Rise above expectations: This one will hold true for all the "sacrifices" and "patience" that goes into mothering.Reflecting on all the joy that the little one brings in my life and the fact is that i would not trade it for anything in this world. So expecting anything else in return for the so called "sacrifices" is a very unrealistic idea. So i hope to never say " i did this for you" to my little one ever, because she never made me do it, i wanted to do it for her. Period.
Rise above fighting your child's battle: My little one is a very independent 4 year old and likes to do things by herself which makes my chest swell up. One of the few things that she dislikes doing is standing her ground and dealing with confrontations(who can blame her, she is just 4). One thing about being a enthusiastic first time mother is that you really want to wage all your child's battle! Not even thinking for once if she can deal with some of them herself. My little one was so conditioned that she stopped trying to sort an argument/confrontation.
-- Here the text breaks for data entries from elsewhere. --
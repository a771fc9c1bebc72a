// Copyright 2025-present Harīṣh Tummalachērla
// SPDX-License-Identifier: Apache-2.0

//! Category filter and field sort, independent of ranking.
//!
//! Works on a copy: the input slice is never reordered. Sorting is stable, so
//! applying the same options to already-filtered output changes nothing.

use std::cmp::Ordering;

use crate::types::{FilterOptions, Record, SortBy, SortOrder};
use crate::utils::{normalize, timestamp_millis};

/// Filter by category, then sort by the requested field.
///
/// - Category `"All"` or `None`: no filtering.
/// - Names compare case-insensitively; missing counts sort as 0; missing or
///   unparseable dates sort as the epoch.
/// - Order defaults to descending.
/// - `SortBy::Unknown` keeps the filtered order.
pub fn filter_and_sort(records: &[Record], options: &FilterOptions) -> Vec<Record> {
    let mut out: Vec<Record> = match options.active_category() {
        Some(category) => records
            .iter()
            .filter(|record| record.category == category)
            .cloned()
            .collect(),
        None => records.to_vec(),
    };

    if let Some(sort_by) = options.sort_by {
        sort_records(&mut out, sort_by, options.sort_order.unwrap_or_default());
    }

    out
}

/// Stable in-place sort by one field.
pub fn sort_records(records: &mut [Record], sort_by: SortBy, order: SortOrder) {
    if sort_by == SortBy::Unknown {
        return;
    }
    match order {
        SortOrder::Asc => records.sort_by(|a, b| compare_by(a, b, sort_by)),
        SortOrder::Desc => records.sort_by(|a, b| compare_by(b, a, sort_by)),
    }
}

fn compare_by(a: &Record, b: &Record, sort_by: SortBy) -> Ordering {
    match sort_by {
        SortBy::Name => normalize(&a.name).cmp(&normalize(&b.name)),
        SortBy::Stars => a.stars.unwrap_or(0).cmp(&b.stars.unwrap_or(0)),
        SortBy::Downloads => a.downloads.unwrap_or(0).cmp(&b.downloads.unwrap_or(0)),
        SortBy::LastUpdated => timestamp_millis(a.last_updated.as_deref())
            .cmp(&timestamp_millis(b.last_updated.as_deref())),
        SortBy::Unknown => Ordering::Equal,
    }
}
Even so once when we were at the playground, something as silly as "my turn/your turn" debate with her friend got me into the intervention mode and speaking for my little one , when her friend quipped "Aunty, Why are you talking for A?" and i was like good one little dude!why indeed!?
So now i take a step back and notice how my little one at least tries to fight her own battle(thats a start!)
I hope to rise above al these things that makes me a slightly better mommy than i was in 2015!